(Extracted data entries)
┄┄┄┄┄┄┄┄┄┄

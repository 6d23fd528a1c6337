//! Wind speed unit conversion.
//!
//! Canonical speeds are meters per second. Conversions in both directions use
//! the same factor so that round trips are exact up to floating-point error.

use serde::{Deserialize, Serialize};

/// Meters per second in one knot.
pub const MPS_PER_KNOT: f64 = 0.514444;

/// Kilometers per hour in one meter per second.
pub const KMH_PER_MPS: f64 = 3.6;

pub fn knots_to_mps(knots: f64) -> f64 {
    knots * MPS_PER_KNOT
}

pub fn mps_to_knots(mps: f64) -> f64 {
    mps / MPS_PER_KNOT
}

pub fn kmh_to_mps(kmh: f64) -> f64 {
    kmh / KMH_PER_MPS
}

pub fn mps_to_kmh(mps: f64) -> f64 {
    mps * KMH_PER_MPS
}

/// A wind speed unit as reported by an upstream source or shown to a client.
#[derive(Debug, Clone, Copy, PartialEq, Eq, Hash, Serialize, Deserialize)]
#[serde(rename_all = "lowercase")]
pub enum SpeedUnit {
    #[serde(rename = "mps")]
    MetersPerSecond,
    Knots,
    #[serde(rename = "kmh")]
    KilometersPerHour,
}

impl SpeedUnit {
    /// Parse a unit token as it appears next to a value ("Knots", "kts", "km/h", "m/s").
    pub fn from_token(token: &str) -> Option<Self> {
        match token.trim().to_ascii_lowercase().as_str() {
            "kt" | "kts" | "knot" | "knots" => Some(SpeedUnit::Knots),
            "km/h" | "kmh" | "kph" => Some(SpeedUnit::KilometersPerHour),
            "m/s" | "mps" | "ms" => Some(SpeedUnit::MetersPerSecond),
            _ => None,
        }
    }

    pub fn to_mps(self, value: f64) -> f64 {
        match self {
            SpeedUnit::MetersPerSecond => value,
            SpeedUnit::Knots => knots_to_mps(value),
            SpeedUnit::KilometersPerHour => kmh_to_mps(value),
        }
    }

    pub fn from_mps(self, mps: f64) -> f64 {
        match self {
            SpeedUnit::MetersPerSecond => mps,
            SpeedUnit::Knots => mps_to_knots(mps),
            SpeedUnit::KilometersPerHour => mps_to_kmh(mps),
        }
    }

    /// Short suffix used in display text.
    pub fn suffix(self) -> &'static str {
        match self {
            SpeedUnit::MetersPerSecond => "m/s",
            SpeedUnit::Knots => "kt",
            SpeedUnit::KilometersPerHour => "km/h",
        }
    }
}

#[cfg(test)]
mod tests {
    use super::*;
    use test_utils::assert_approx_eq;

    #[test]
    fn test_knots_round_trip() {
        for mps in [0.0, 0.1, 3.7, 8.08, 25.0, 61.3] {
            assert_approx_eq!(knots_to_mps(mps_to_knots(mps)), mps, 1e-6);
        }
    }

    #[test]
    fn test_kmh_round_trip() {
        for mps in [0.0, 0.1, 3.7, 8.08, 25.0, 61.3] {
            assert_approx_eq!(kmh_to_mps(mps_to_kmh(mps)), mps, 1e-6);
        }
    }

    #[test]
    fn test_known_values() {
        assert_approx_eq!(knots_to_mps(15.7), 8.0767708, 1e-6);
        assert_approx_eq!(kmh_to_mps(36.0), 10.0, 1e-9);
        assert_approx_eq!(mps_to_kmh(10.0), 36.0, 1e-9);
    }

    #[test]
    fn test_unit_tokens() {
        assert_eq!(SpeedUnit::from_token("Knots"), Some(SpeedUnit::Knots));
        assert_eq!(SpeedUnit::from_token(" kts "), Some(SpeedUnit::Knots));
        assert_eq!(SpeedUnit::from_token("km/h"), Some(SpeedUnit::KilometersPerHour));
        assert_eq!(SpeedUnit::from_token("m/s"), Some(SpeedUnit::MetersPerSecond));
        assert_eq!(SpeedUnit::from_token("furlongs"), None);
    }

    #[test]
    fn test_unit_dispatch() {
        assert_approx_eq!(SpeedUnit::Knots.to_mps(10.0), 5.14444, 1e-9);
        assert_approx_eq!(SpeedUnit::KilometersPerHour.from_mps(5.0), 18.0, 1e-9);
        assert_eq!(SpeedUnit::MetersPerSecond.to_mps(4.2), 4.2);
    }
}
//! Label/value HTML table scraping.

use std::collections::HashMap;

use scraper::{Html, Selector};
use weather_common::{Measurements, SpeedUnit};

use super::ParsedSample;
use crate::config::TableLabels;
use crate::error::{SourceError, SourceResult};

const LABEL: &str = "html table";

/// Extract measurements from a page of `<label cell><value cell>` rows.
///
/// Missing labels leave the field `None`. A page with none of the labels is
/// not the weather page at all and is rejected.
pub fn parse_table(html: &str, labels: &TableLabels) -> SourceResult<ParsedSample> {
    let cells = label_values(html)?;

    let lookup = |label: &str| cells.get(&label.trim().to_lowercase()).map(String::as_str);

    let speed_cell = lookup(&labels.wind_speed);
    let gust_cell = labels.wind_gust.as_deref().and_then(lookup);
    let direction_cell = lookup(&labels.wind_direction);
    let temperature_cell = lookup(&labels.temperature);
    let pressure_cell = lookup(&labels.pressure);

    if [speed_cell, gust_cell, direction_cell, temperature_cell, pressure_cell]
        .iter()
        .all(Option::is_none)
    {
        return Err(SourceError::schema(LABEL, html));
    }

    let measurements = Measurements {
        wind_speed: speed_cell.and_then(|c| speed_mps(c, labels.speed_unit)),
        wind_gust: gust_cell.and_then(|c| speed_mps(c, labels.speed_unit)),
        wind_direction: direction_cell.and_then(|c| leading_number(c).map(|(v, _)| v)),
        temperature: temperature_cell.and_then(celsius),
        pressure: pressure_cell.and_then(|c| leading_number(c).map(|(v, _)| v)),
    };

    Ok(ParsedSample {
        timestamp: None,
        measurements,
    })
}

/// Lowercased label text -> text of the cell right after it in the same row.
fn label_values(html: &str) -> SourceResult<HashMap<String, String>> {
    let document = Html::parse_document(html);
    let row_selector =
        Selector::parse("tr").map_err(|e| SourceError::parse(LABEL, e.to_string(), html))?;
    let cell_selector =
        Selector::parse("td, th").map_err(|e| SourceError::parse(LABEL, e.to_string(), html))?;

    let mut values = HashMap::new();
    for row in document.select(&row_selector) {
        let cells: Vec<String> = row
            .select(&cell_selector)
            .map(|cell| cell.text().collect::<String>().trim().to_string())
            .collect();
        for pair in cells.windows(2) {
            values
                .entry(pair[0].to_lowercase())
                .or_insert_with(|| pair[1].clone());
        }
    }
    Ok(values)
}

/// Leading numeric token of a `"<value> <unit>"` cell plus whatever follows it.
fn leading_number(cell: &str) -> Option<(f64, &str)> {
    let cell = cell.trim();
    let end = cell
        .char_indices()
        .find(|(i, c)| !(c.is_ascii_digit() || *c == '.' || (*i == 0 && (*c == '-' || *c == '+'))))
        .map(|(i, _)| i)
        .unwrap_or(cell.len());
    let value = cell[..end].parse::<f64>().ok()?;
    Some((value, cell[end..].trim()))
}

fn speed_mps(cell: &str, default_unit: SpeedUnit) -> Option<f64> {
    let (value, rest) = leading_number(cell)?;
    let unit = rest
        .split_whitespace()
        .next()
        .and_then(SpeedUnit::from_token)
        .unwrap_or(default_unit);
    Some(unit.to_mps(value))
}

fn celsius(cell: &str) -> Option<f64> {
    let (value, rest) = leading_number(cell)?;
    let unit = rest.trim_start_matches('°').trim().to_ascii_lowercase();
    if unit.starts_with('f') {
        Some((value - 32.0) * 5.0 / 9.0)
    } else {
        Some(value)
    }
}

#[cfg(test)]
mod tests {
    use super::*;
    use test_utils::fixtures::{TABLE_PAGE, TABLE_PAGE_MAINTENANCE, TABLE_PAGE_PARTIAL};
    use test_utils::{assert_approx_eq, assert_some_approx_eq};

    #[test]
    fn test_full_page() {
        let parsed = parse_table(TABLE_PAGE, &TableLabels::default()).unwrap();
        let m = parsed.measurements;
        assert_some_approx_eq!(m.wind_speed, 15.7 * 0.514444, 1e-9);
        assert_some_approx_eq!(m.wind_gust, 21.2 * 0.514444, 1e-9);
        assert_eq!(m.wind_direction, Some(225.0));
        assert_eq!(m.temperature, Some(14.3));
        assert_eq!(m.pressure, Some(1012.0));
        assert!(parsed.timestamp.is_none());
    }

    #[test]
    fn test_wind_speed_row_scenario() {
        let html = "<table><tr><td>Wind Speed</td><td>15.7 Knots</td></tr></table>";
        let m = parse_table(html, &TableLabels::default()).unwrap().measurements;
        assert_approx_eq!(m.wind_speed.unwrap(), 8.08, 0.01);
    }

    #[test]
    fn test_missing_labels_are_none() {
        let m = parse_table(TABLE_PAGE_PARTIAL, &TableLabels::default())
            .unwrap()
            .measurements;
        assert_some_approx_eq!(m.wind_speed, 9.0 * 0.514444, 1e-9);
        assert_eq!(m.wind_direction, Some(370.0));
        assert_eq!(m.temperature, None);
        assert_eq!(m.pressure, None);
        assert_eq!(m.wind_gust, None);
    }

    #[test]
    fn test_no_labels_is_schema_error() {
        let err = parse_table(TABLE_PAGE_MAINTENANCE, &TableLabels::default()).unwrap_err();
        assert!(matches!(err, SourceError::Schema { .. }));
    }

    #[test]
    fn test_labels_match_case_insensitively() {
        let html = "<table><tr><td>WIND SPEED</td><td>10 km/h</td></tr>\
                    <tr><td>wind direction</td><td>90</td></tr></table>";
        let m = parse_table(html, &TableLabels::default()).unwrap().measurements;
        assert_some_approx_eq!(m.wind_speed, 10.0 / 3.6, 1e-9);
        assert_eq!(m.wind_direction, Some(90.0));
    }

    #[test]
    fn test_unparseable_value_is_none() {
        let html = "<table><tr><td>Wind Speed</td><td>n/a</td></tr></table>";
        let m = parse_table(html, &TableLabels::default()).unwrap().measurements;
        assert_eq!(m.wind_speed, None);
    }

    #[test]
    fn test_leading_number() {
        assert_eq!(leading_number("225 Deg"), Some((225.0, "Deg")));
        assert_eq!(leading_number("-3.5°C"), Some((-3.5, "°C")));
        assert_eq!(leading_number("Deg"), None);
    }

    #[test]
    fn test_fahrenheit_temperature() {
        assert_some_approx_eq!(celsius("50 °F"), 10.0, 1e-9);
        assert_eq!(celsius("14.3 C"), Some(14.3));
    }
}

┄┄┄┄┄┄┄┄┄┄

• _What you should do_
Every line above that carries the string "text" should be copied.

• _Task answer_
    /// Short suffix used in display text.
/// Lowercased label text -> text of the cell right after it in the same row.
            .map(|cell| cell.text().collect::<String>().trim().to_string())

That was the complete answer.